Is it too early to panic? Yes, of course. With 85% of this season’s League games still ahead, there are 117 points left to play for. But the thing about stats is that you can make them tell any story you want. So a pessimist might point out that if Argyle’s current form (3 points from 7 games) continued, the Pilgrims would finish the season with 20 points, 12 fewer than Bury amassed last season on the way to a rock-bottom finish and relegation.
I don’t have a crystal ball but I do have a season ticket, so I fervently hope it doesn’t come to that. But the manager and the club can’t stick their heads in the sand and refuse to talk about issues that are evident to everyone else. Do that and the fans will start to become disillusioned and drift away. Because let’s face it, following a football club is an expensive and time-consuming exercise and fans don’t want to feel ignored or taken for granted. A club can bang on all day about supporters being the 12th man, but that talk has to be backed with action.
Unfortunately, last week saw another communications car-crash, this time directly involving Argyle’s supporters. Here’s the Herald quote in full.
‘The Scotsman has noticed one trait among some people in the south west of England that he does not like. Adams said: “What I do see sometimes in the area is that it might be sunny and beautiful today, but somebody will tell you it’s going to rain tomorrow. That’s something in the personality here which does concern me. We will never change it. If there is a positive, somebody always wants to get a negative in, which is not a good thing.”’
Leaving aside the question of whether football fans in the south west are really any more gloomy than their counterparts in London, Manchester and Newcastle (or Scotland for that matter) when a team is losing, having a dig at the supporters whose money pays the wages rarely ends well. You’d have expected a collective face-palm moment among the backroom staff at Home Park when that particular quote hit the Internet and a scramble to bury the story pronto. But, bafflingly, it then appeared verbatim in a post on the Argyle website. What sort of message is the club trying to send out to supporters? Beats me.

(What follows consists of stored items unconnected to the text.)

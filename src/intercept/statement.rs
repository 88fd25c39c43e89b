use super::dispatcher::Dispatcher;
use crate::resource::{CallableStatement, PreparedStatement, Statement, Value};

/// A statement that reports its reportable operations.
#[derive(Debug)]
pub struct StatementProxy<S> {
    inner: S,
    dispatcher: Dispatcher,
}

impl<S> StatementProxy<S> {
    pub(crate) fn new(inner: S, dispatcher: Dispatcher) -> Self {
        Self { inner, dispatcher }
    }

    pub fn get_ref(&self) -> &S {
        &self.inner
    }

    pub fn into_inner(self) -> S {
        self.inner
    }
}

impl<S: Statement> Statement for StatementProxy<S> {
    type Rows = S::Rows;
    type Error = S::Error;

    fn execute(&mut self, sql: &str) -> Result<bool, Self::Error> {
        self.dispatcher.dispatch("execute", || self.inner.execute(sql))
    }

    fn execute_query(&mut self, sql: &str) -> Result<Self::Rows, Self::Error> {
        self.dispatcher
            .dispatch("executeQuery", || self.inner.execute_query(sql))
    }

    fn execute_update(&mut self, sql: &str) -> Result<u64, Self::Error> {
        self.dispatcher
            .dispatch("executeUpdate", || self.inner.execute_update(sql))
    }

    fn add_batch(&mut self, sql: &str) -> Result<(), Self::Error> {
        self.dispatcher.dispatch("addBatch", || self.inner.add_batch(sql))
    }

    fn execute_batch(&mut self) -> Result<Vec<u64>, Self::Error> {
        self.dispatcher
            .dispatch("executeBatch", || self.inner.execute_batch())
    }

    fn close(&mut self) -> Result<(), Self::Error> {
        self.dispatcher.dispatch("close", || self.inner.close())
    }
}

impl<S: PreparedStatement> PreparedStatement for StatementProxy<S> {
    fn bind(&mut self, index: usize, value: Value) -> Result<(), Self::Error> {
        self.dispatcher
            .dispatch("setObject", || self.inner.bind(index, value))
    }

    fn clear_parameters(&mut self) -> Result<(), Self::Error> {
        self.dispatcher
            .dispatch("clearParameters", || self.inner.clear_parameters())
    }

    fn execute_prepared(&mut self) -> Result<bool, Self::Error> {
        self.dispatcher
            .dispatch("execute", || self.inner.execute_prepared())
    }

    fn execute_query_prepared(&mut self) -> Result<Self::Rows, Self::Error> {
        self.dispatcher
            .dispatch("executeQuery", || self.inner.execute_query_prepared())
    }

    fn execute_update_prepared(&mut self) -> Result<u64, Self::Error> {
        self.dispatcher
            .dispatch("executeUpdate", || self.inner.execute_update_prepared())
    }

    fn add_batch_prepared(&mut self) -> Result<(), Self::Error> {
        self.dispatcher
            .dispatch("addBatch", || self.inner.add_batch_prepared())
    }
}

impl<S: CallableStatement> CallableStatement for StatementProxy<S> {
    fn register_out_parameter(&mut self, index: usize) -> Result<(), Self::Error> {
        self.dispatcher.dispatch("registerOutParameter", || {
            self.inner.register_out_parameter(index)
        })
    }

    fn out_value(&self, index: usize) -> Result<Value, Self::Error> {
        self.dispatcher
            .dispatch("getObject", || self.inner.out_value(index))
    }
}

// ─── Raw or wrapped ──────────────────────────────────────────────

/// What an instrumented connection hands back: the wrapped statement on a
/// sampled call, the driver's own statement otherwise.
#[derive(Debug)]
pub enum Instrumented<S> {
    Raw(S),
    Wrapped(StatementProxy<S>),
}

impl<S> Instrumented<S> {
    pub fn is_wrapped(&self) -> bool {
        matches!(self, Self::Wrapped(_))
    }

    pub fn get_ref(&self) -> &S {
        match self {
            Self::Raw(s) => s,
            Self::Wrapped(p) => p.get_ref(),
        }
    }

    pub fn into_inner(self) -> S {
        match self {
            Self::Raw(s) => s,
            Self::Wrapped(p) => p.into_inner(),
        }
    }
}

impl<S: Statement> Statement for Instrumented<S> {
    type Rows = S::Rows;
    type Error = S::Error;

    fn execute(&mut self, sql: &str) -> Result<bool, Self::Error> {
        match self {
            Self::Raw(s) => s.execute(sql),
            Self::Wrapped(p) => p.execute(sql),
        }
    }

    fn execute_query(&mut self, sql: &str) -> Result<Self::Rows, Self::Error> {
        match self {
            Self::Raw(s) => s.execute_query(sql),
            Self::Wrapped(p) => p.execute_query(sql),
        }
    }

    fn execute_update(&mut self, sql: &str) -> Result<u64, Self::Error> {
        match self {
            Self::Raw(s) => s.execute_update(sql),
            Self::Wrapped(p) => p.execute_update(sql),
        }
    }

    fn add_batch(&mut self, sql: &str) -> Result<(), Self::Error> {
        match self {
            Self::Raw(s) => s.add_batch(sql),
            Self::Wrapped(p) => p.add_batch(sql),
        }
    }

    fn execute_batch(&mut self) -> Result<Vec<u64>, Self::Error> {
        match self {
            Self::Raw(s) => s.execute_batch(),
            Self::Wrapped(p) => p.execute_batch(),
        }
    }

    fn close(&mut self) -> Result<(), Self::Error> {
        match self {
            Self::Raw(s) => s.close(),
            Self::Wrapped(p) => p.close(),
        }
    }
}

impl<S: PreparedStatement> PreparedStatement for Instrumented<S> {
    fn bind(&mut self, index: usize, value: Value) -> Result<(), Self::Error> {
        match self {
            Self::Raw(s) => s.bind(index, value),
            Self::Wrapped(p) => p.bind(index, value),
        }
    }

    fn clear_parameters(&mut self) -> Result<(), Self::Error> {
        match self {
            Self::Raw(s) => s.clear_parameters(),
            Self::Wrapped(p) => p.clear_parameters(),
        }
    }

    fn execute_prepared(&mut self) -> Result<bool, Self::Error> {
        match self {
            Self::Raw(s) => s.execute_prepared(),
            Self::Wrapped(p) => p.execute_prepared(),
        }
    }

    fn execute_query_prepared(&mut self) -> Result<Self::Rows, Self::Error> {
        match self {
            Self::Raw(s) => s.execute_query_prepared(),
            Self::Wrapped(p) => p.execute_query_prepared(),
        }
    }

    fn execute_update_prepared(&mut self) -> Result<u64, Self::Error> {
        match self {
            Self::Raw(s) => s.execute_update_prepared(),
            Self::Wrapped(p) => p.execute_update_prepared(),
        }
    }

    fn add_batch_prepared(&mut self) -> Result<(), Self::Error> {
        match self {
            Self::Raw(s) => s.add_batch_prepared(),
            Self::Wrapped(p) => p.add_batch_prepared(),
        }
    }
}

impl<S: CallableStatement> CallableStatement for Instrumented<S> {
    fn register_out_parameter(&mut self, index: usize) -> Result<(), Self::Error> {
        match self {
            Self::Raw(s) => s.register_out_parameter(index),
            Self::Wrapped(p) => p.register_out_parameter(index),
        }
    }

    fn out_value(&self, index: usize) -> Result<Value, Self::Error> {
        match self {
            Self::Raw(s) => s.out_value(index),
            Self::Wrapped(p) => p.out_value(index),
        }
    }
}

Now Adams is a passionate man. The best managers often are and for that reason we indulge them when they occasionally go too far. But fans are always more forgiving when a team is winning and right now Argyle isn’t.
Does all this matter? Isn’t this ‘communications’ thing just meaningless fluff? Well no – fans aren’t stupid. They can see what is going on in front of them on the pitch and no amount of PR spin is going to persuade them that it’s all ok. Mindlessly repeating the ‘we pulled it round last season, we’ll do it again’ mantra won’t work without any discussion of what’s happening behind the scenes to make it a reality. Unwillingness to share with fans what is being done to address the calamitous opening to the season will lead them to conclude – rightly or wrongly – that there is no plan. The inevitable result will be disillusionment and a slide in home and away attendances just at the time the men on the pitch need the Green Army the most.